Manipulation de l’information ?

Les manifestations anti-gouvernementales

L’espoir que 2012 sera finalement une année calme et sans scandales s’est estompé dès le deuxième jour de l‘année. Le 2 janvier, des dizaines de milliers de personnes ont manifesté à Budapest contre la nouvelle constitution, entrée en vigueur la veille et modifiée par le gouvernement majoritaire en avril dernier.

 


 

Pendant que le parti au pouvoir était en train de célébrer la nouvelle loi fondamentale lors d’une cérémonie organisée à l’Opéra National, des milliers de manifestants scandaient dans les rues : "Dictature d’Orbán", " Orbánistan" à l’adresse de leur Premier ministre. Ils jugent que la nouvelle constitution porte atteinte à la démocratie. Les organisateurs ont indiqué que près de 100 000 personnes se seraient rassemblées en fin d’après midi sur l’une des principales artères de la capitale pour afficher leur désaccord face au gouvernement. 100 000 personnes selon les organisateurs, 70 000 selon les observateurs... En tout cas, les média publics n’ont pas manqué de dissimuler l’ampleur de la manifestation. Dans le JT du soir, ils ont diffusé les évènements en direct sans avoir filmé la moindre foule. Ainsi, le reportage a dépeint une ambiance résignée, une manifestation décousue, sans objectif fixé. En vérité, des milliers de personnes ont assisté aux discours critiquant la politique et la législation du gouvernement. Les représentants du parti socialiste MSZP, le parti écologiste LMP et le nouveau parti DK de Ferenc Gyurcsány ont également participé au rassemblement. Le nom de l’événement, " Il y aura de nouveau une république " faisait référence à l’une des dispositions de la nouvelle constitution, qui remplace la " République de Hongrie " par la simple " Hongrie ".

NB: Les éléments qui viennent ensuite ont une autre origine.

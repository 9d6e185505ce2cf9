//! Core domain + application logic for the WhatsApp Catalog Bridge.
//!
//! This crate is intentionally framework-agnostic. WhatsApp / the catalog
//! backend live behind ports (traits) implemented in adapter crates.

pub mod aggregator;
pub mod audit;
pub mod commands;
pub mod config;
pub mod dispatcher;
pub mod domain;
pub mod errors;
pub mod events;
pub mod formatting;
pub mod logging;
pub mod ports;
pub mod registry;
pub mod security;

pub use errors::{Error, Result};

S’agit-il d’un simple bug ou d’une manipulation de l’information ? La divergence évidente entre les images diffusées dans les média public et l’expérience des manifestants a rapidement été soulevée et a fait le tour des réseaux sociaux. Deux images, la première montrant les rues vides, enregistrée par la chaîne MTV et la deuxième révélant une foule gigantesque prise au même moment par des observateurs indépendants, a choqué l’opinion nationale et internationale. Le site web de la chaine britannique, BBC, a fait sa une avec l’actualité hongroise, évoquant un rassemblement monstrueux dans la capitale contre la nouvelle constitution le 2 janvier. En même temps l’article insistait sur le fait qu’outre la politique du gouvernement et la désillusion croissante de la population, la Hongrie plonge dans une crise profonde, une menace beaucoup plus terrible que la foule devant l’Opéra. Il faut noter également que la nouvelle constitution a suscité les critiques de l’Union européenne, de la chef de la diplomatie américaine, Hilary Clinton et des ONG, comme Amnesty International, qui lui reprochent de limiter les pouvoirs de la Cour constitutionnelle, de menacer le pluralisme des média et de mettre fin à l’indépendance de la justice. Les réformes controversées sur la loi électorale, la liberté religieuse, et l’avortement ont également fait l’objet d’accusations de la part de la communauté internationale. En Hongrie beaucoup craignent la manipulation des média publics en faveur du gouvernement, tandis que MTV évoque un simple bug à propos de son reportage, revu et corrigé d’ailleurs le lendemain avec des images plus crédibles, mais sous-estimant toujours l’ampleur du rassemblement. D’après des sources non officielles, certains collaborateurs du JT de MTV auraient déposé leur démission en raison d’un manque de crédibilité irréversible de la chaîne dans cette affaire.